Holden says “you know this is a business going through fundamental change and there are shitty parts to that.”
These latest cuts – predominantly affecting photographers and sub-editors – amount to a 10% cull of editorial staff. They follow the axeing of 1900 Fairfax Media jobs in Australia through redundancy in 2012. Half of them were editorial positions.
Miki Perkins, a journalist with Fairfax’s flagship Melbourne newspaper The Age, live-tweeted the meeting called by the paper’s Editor In Chief Andrew Holden to announce the cuts to staff.
Staff member says the subbing quality has gone down, lots of errors. People are worrying about diminishing quality.

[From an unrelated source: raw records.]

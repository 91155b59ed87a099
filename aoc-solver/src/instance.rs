//! Parsed puzzles behind dynamic dispatch, with wall-clock timing

use crate::error::{ParseError, SolveError};
use crate::solver::{Solver, SolverExt};
use chrono::{DateTime, TimeDelta, Utc};

/// Run `f` and record the UTC instants around it
fn timed<T, E>(f: impl FnOnce() -> Result<T, E>) -> Result<(T, Span), E> {
    let start = Utc::now();
    let value = f()?;
    Ok((value, Span { start, end: Utc::now() }))
}

#[derive(Debug, Clone, Copy)]
struct Span {
    start: DateTime<Utc>,
    end: DateTime<Utc>,
}

impl Span {
    fn length(self) -> TimeDelta {
        self.end - self.start
    }
}

/// One answered part
#[derive(Debug, Clone)]
pub struct SolveResult {
    pub part: u8,
    pub answer: String,
    pub solve_start: DateTime<Utc>,
    pub solve_end: DateTime<Utc>,
}

impl SolveResult {
    pub fn duration(&self) -> TimeDelta {
        self.solve_end - self.solve_start
    }
}

/// Shared data for one (year, day), parsed once and solved part by part
///
/// Later parts see whatever earlier parts left in the shared data. Timings
/// are informational; answers never depend on them.
pub struct SolverInstance<'a, S: Solver> {
    year: u16,
    day: u8,
    shared: S::SharedData<'a>,
    parsed: Span,
}

impl<'a, S: Solver> SolverInstance<'a, S> {
    pub fn new(year: u16, day: u8, input: &'a str) -> Result<Self, ParseError> {
        let (shared, parsed) = timed(|| S::parse(input))?;
        Ok(Self {
            year,
            day,
            shared,
            parsed,
        })
    }
}

/// Object-safe view of a [`SolverInstance`], as handed out by the registry
///
/// ```no_run
/// use aoc_solver::DynSolver;
///
/// fn answer_all(solver: &mut dyn DynSolver) -> Result<(), aoc_solver::SolveError> {
///     for part in 1..=solver.parts() {
///         let result = solver.solve(part)?;
///         println!("{}/{:02} part {}: {}", solver.year(), solver.day(), result.part, result.answer);
///     }
///     Ok(())
/// }
/// ```
pub trait DynSolver {
    /// Solve `part` against the shared data; out-of-range parts are rejected
    fn solve(&mut self, part: u8) -> Result<SolveResult, SolveError>;

    fn year(&self) -> u16;

    fn day(&self) -> u8;

    fn parts(&self) -> u8;

    /// Time spent in the parser
    fn parse_duration(&self) -> TimeDelta;
}

impl<S: SolverExt> DynSolver for SolverInstance<'_, S> {
    fn solve(&mut self, part: u8) -> Result<SolveResult, SolveError> {
        let shared = &mut self.shared;
        let (answer, span) = timed(|| S::solve_part_checked_range(shared, part))?;
        Ok(SolveResult {
            part,
            answer,
            solve_start: span.start,
            solve_end: span.end,
        })
    }

    fn year(&self) -> u16 {
        self.year
    }

    fn day(&self) -> u8 {
        self.day
    }

    fn parts(&self) -> u8 {
        S::PARTS
    }

    fn parse_duration(&self) -> TimeDelta {
        self.parsed.length()
    }
}

#[cfg(test)]
mod tests {
    use super::*;
    use crate::error::ParseError;
    use crate::solver::AocParser;

    /// Part 1 remembers the word count so part 2 can reuse it.
    struct Words;

    impl AocParser for Words {
        type SharedData<'a> = (Vec<&'a str>, Option<usize>);

        fn parse(input: &str) -> Result<Self::SharedData<'_>, ParseError> {
            if input.trim().is_empty() {
                return Err(ParseError::MissingData("no words".into()));
            }
            Ok((input.split_whitespace().collect(), None))
        }
    }

    impl Solver for Words {
        const PARTS: u8 = 2;

        fn solve_part(
            (words, count): &mut Self::SharedData<'_>,
            part: u8,
        ) -> Result<String, SolveError> {
            match part {
                1 => {
                    *count = Some(words.len());
                    Ok(words.len().to_string())
                }
                2 => count
                    .map(|n| (n * 2).to_string())
                    .ok_or_else(|| SolveError::Invariant("part 1 has not run".into())),
                _ => Err(SolveError::PartNotImplemented(part)),
            }
        }
    }

    #[test]
    fn test_parts_share_data() {
        let mut instance = SolverInstance::<Words>::new(2017, 4, "aa bb cc").unwrap();
        assert!(instance.solve(2).is_err());
        let first = instance.solve(1).unwrap();
        assert_eq!((first.part, first.answer.as_str()), (1, "3"));
        assert_eq!(instance.solve(2).unwrap().answer, "6");
        assert!(instance.parse_duration() >= TimeDelta::zero());
    }

    #[test]
    fn test_out_of_range_part() {
        let mut instance = SolverInstance::<Words>::new(2017, 4, "aa").unwrap();
        assert!(matches!(instance.solve(3), Err(SolveError::PartOutOfRange(3))));
        assert_eq!((instance.year(), instance.day(), instance.parts()), (2017, 4, 2));
    }

    #[test]
    fn test_parse_failure() {
        assert!(SolverInstance::<Words>::new(2017, 4, "  \n").is_err());
    }
}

As the news broke, Fairfax journalists also turned to their Facebook communities to share their distress. One Sydney Morning Herald journalist updated her status with: “Such a sad day for quality journalism: up to 80 staff to go at at The Age and the Sydney Morning Herald. More outsourcing. Skeletal photographic department.”
Another from The Age wrote: “Another step closer to a Murdoch-only media landscape… To say the mood in the newsroom is bleak would be an understatement. Death by a thousand paper cuts. Incredibly sad.”
As the staff voted to strike for 24 hours, the Media Entertainment and Arts Alliance (MEAA) Federal Secretary Chris Warren described today’s announcement as “…an assault on quality journalism”, and would further erode the ability of editorial staff to do their jobs.
Fairfax Sydney journos vote 159 to 1 to go out on strike for 24 hours from now #auspol
However, one of Fairfax’s Managing Directors, Allen Williams, emailed staff, warning them that they may be sacked for taking strike action: “In addition to docking a minimum of 4 hours pay (as required under legislation), the company will also consider taking disciplinary action against those employees who participate in any unlawful industrial action, which may include the possibility of terminating your employment.”
Fairfax posted a (AUD) $16 million loss in the last financial year, under the leadership of CEO Greg Hywood. Earlier this month the stable’s Australian Financial Review suffered a globally embarrassing production failure, when the prestige paper was published with a series of astounding sub-editing failures on the front page.